** The records follows **

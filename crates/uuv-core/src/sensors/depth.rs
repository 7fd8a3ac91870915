use super::{FixedRateSampler, Mount, Sensor, SensorSample, DEFAULT_SENSOR_PERIOD};
use crate::hal::{BodyId, PhysicsBackend};
use crate::timebase::SimulationTime;
use crate::{Vec3, GRAVITY};
use serde::{Deserialize, Serialize};

pub const WATER_DENSITY: f64 = 997.0;
pub const ATMOSPHERIC_PRESSURE_PA: f64 = 101_300.0;

#[derive(Debug, Clone, Copy, PartialEq, Serialize, Deserialize)]
pub struct DepthSample {
    pub timestamp: SimulationTime,
    pub pressure_kpa: f64,
}

/// Absolute pressure gauge. Above the surface it reads atmospheric pressure.
#[derive(Debug, Clone)]
pub struct DepthSensor {
    mount: Mount,
    /// Calibration offset added to the pressure [Pa].
    offset_pa: f64,
    sampler: FixedRateSampler<f64>,
}

impl DepthSensor {
    pub fn new(mount: Mount, period: SimulationTime) -> Self {
        Self {
            mount,
            offset_pa: 0.0,
            sampler: FixedRateSampler::new(period),
        }
    }

    pub fn with_offset(mut self, offset_pa: f64) -> Self {
        self.offset_pa = offset_pa;
        self
    }

    pub fn pressure_kpa_at(&self, depth: f64) -> f64 {
        (depth.max(0.0) * WATER_DENSITY * GRAVITY + self.offset_pa + ATMOSPHERIC_PRESSURE_PA) / 1000.0
    }

    /// Pressure at the last physics step, not interpolated.
    pub fn last_pressure_kpa(&self) -> Option<f64> {
        self.sampler.latest()
    }
}

impl Default for DepthSensor {
    fn default() -> Self {
        Self::new(Mount::at(Vec3::new(1.0, 0.0, 0.0)), DEFAULT_SENSOR_PERIOD)
    }
}

fn depth_sample(timestamp: SimulationTime, pressure_kpa: f64) -> SensorSample {
    SensorSample::Depth(DepthSample {
        timestamp,
        pressure_kpa,
    })
}

impl Sensor for DepthSensor {
    fn name(&self) -> &'static str {
        "depth"
    }

    fn update(
        &mut self,
        physics: &dyn PhysicsBackend,
        body: BodyId,
        time: SimulationTime,
        _dt: SimulationTime,
    ) {
        let depth = self.mount.world_position(&physics.pose(body)).z;
        let pressure = self.pressure_kpa_at(depth);
        self.sampler.record(time, pressure, depth_sample);
    }

    fn samples(&self) -> &[SensorSample] {
        self.sampler.samples()
    }

    fn take_samples(&mut self) -> Vec<SensorSample> {
        self.sampler.take_samples()
    }
}

#[cfg(test)]
mod tests {
    use super::*;
    use crate::hal_sim::{BodyConfig, SimulatedWorld};
    use approx::assert_relative_eq;

    #[test]
    fn surface_reads_atmospheric() {
        let sensor = DepthSensor::default();
        assert_relative_eq!(sensor.pressure_kpa_at(0.0), 101.3);
        assert_relative_eq!(sensor.pressure_kpa_at(-3.0), 101.3);
        assert_relative_eq!(sensor.pressure_kpa_at(10.0), 101.3 + 97.8057, epsilon = 1e-9);
    }

    #[test]
    fn offset_shifts_reading() {
        let sensor = DepthSensor::default().with_offset(700.0);
        assert_relative_eq!(sensor.pressure_kpa_at(0.0), 102.0);
    }

    #[test]
    fn samples_pressure_at_mount_depth() {
        let mut world = SimulatedWorld::default();
        let body = world.add_body(&BodyConfig {
            position: Vec3::new(0.0, 0.0, 5.0),
            ..BodyConfig::default()
        });
        let mut sensor = DepthSensor::default();
        let step = SimulationTime::from_micros(4_000);
        sensor.update(&world, body, step, step);

        assert_eq!(sensor.samples().len(), 1);
        let expected = sensor.pressure_kpa_at(5.0);
        assert_eq!(sensor.last_pressure_kpa(), Some(expected));
        match sensor.last_value() {
            Some(SensorSample::Depth(s)) => {
                assert_eq!(s.timestamp, step);
                assert_eq!(s.pressure_kpa, expected);
            }
            other => panic!("unexpected sample {other:?}"),
        }
    }
}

** End of The records **

Each line from the top of the material above, through the one that contains "fn take_samples(&mut self)", should be restated word for word.

## Your solution
filename crates/uuv-core/src/sensors/depth.rs
repository 7fd8a3ac91870915
use super::{FixedRateSampler, Mount, Sensor, SensorSample, DEFAULT_SENSOR_PERIOD};
use crate::hal::{BodyId, PhysicsBackend};
use crate::timebase::SimulationTime;
use crate::{Vec3, GRAVITY};
use serde::{Deserialize, Serialize};

pub const WATER_DENSITY: f64 = 997.0;
pub const ATMOSPHERIC_PRESSURE_PA: f64 = 101_300.0;

#[derive(Debug, Clone, Copy, PartialEq, Serialize, Deserialize)]
pub struct DepthSample {
    pub timestamp: SimulationTime,
    pub pressure_kpa: f64,
}

/// Absolute pressure gauge. Above the surface it reads atmospheric pressure.
#[derive(Debug, Clone)]
pub struct DepthSensor {
    mount: Mount,
    /// Calibration offset added to the pressure [Pa].
    offset_pa: f64,
    sampler: FixedRateSampler<f64>,
}

impl DepthSensor {
    pub fn new(mount: Mount, period: SimulationTime) -> Self {
        Self {
            mount,
            offset_pa: 0.0,
            sampler: FixedRateSampler::new(period),
        }
    }

    pub fn with_offset(mut self, offset_pa: f64) -> Self {
        self.offset_pa = offset_pa;
        self
    }

    pub fn pressure_kpa_at(&self, depth: f64) -> f64 {
        (depth.max(0.0) * WATER_DENSITY * GRAVITY + self.offset_pa + ATMOSPHERIC_PRESSURE_PA) / 1000.0
    }

    /// Pressure at the last physics step, not interpolated.
    pub fn last_pressure_kpa(&self) -> Option<f64> {
        self.sampler.latest()
    }
}

impl Default for DepthSensor {
    fn default() -> Self {
        Self::new(Mount::at(Vec3::new(1.0, 0.0, 0.0)), DEFAULT_SENSOR_PERIOD)
    }
}

fn depth_sample(timestamp: SimulationTime, pressure_kpa: f64) -> SensorSample {
    SensorSample::Depth(DepthSample {
        timestamp,
        pressure_kpa,
    })
}

impl Sensor for DepthSensor {
    fn name(&self) -> &'static str {
        "depth"
    }

    fn update(
        &mut self,
        physics: &dyn PhysicsBackend,
        body: BodyId,
        time: SimulationTime,
        _dt: SimulationTime,
    ) {
        let depth = self.mount.world_position(&physics.pose(body)).z;
        let pressure = self.pressure_kpa_at(depth);
        self.sampler.record(time, pressure, depth_sample);
    }

    fn samples(&self) -> &[SensorSample] {
        self.sampler.samples()
    }

    fn take_samples(&mut self) -> Vec<SensorSample> {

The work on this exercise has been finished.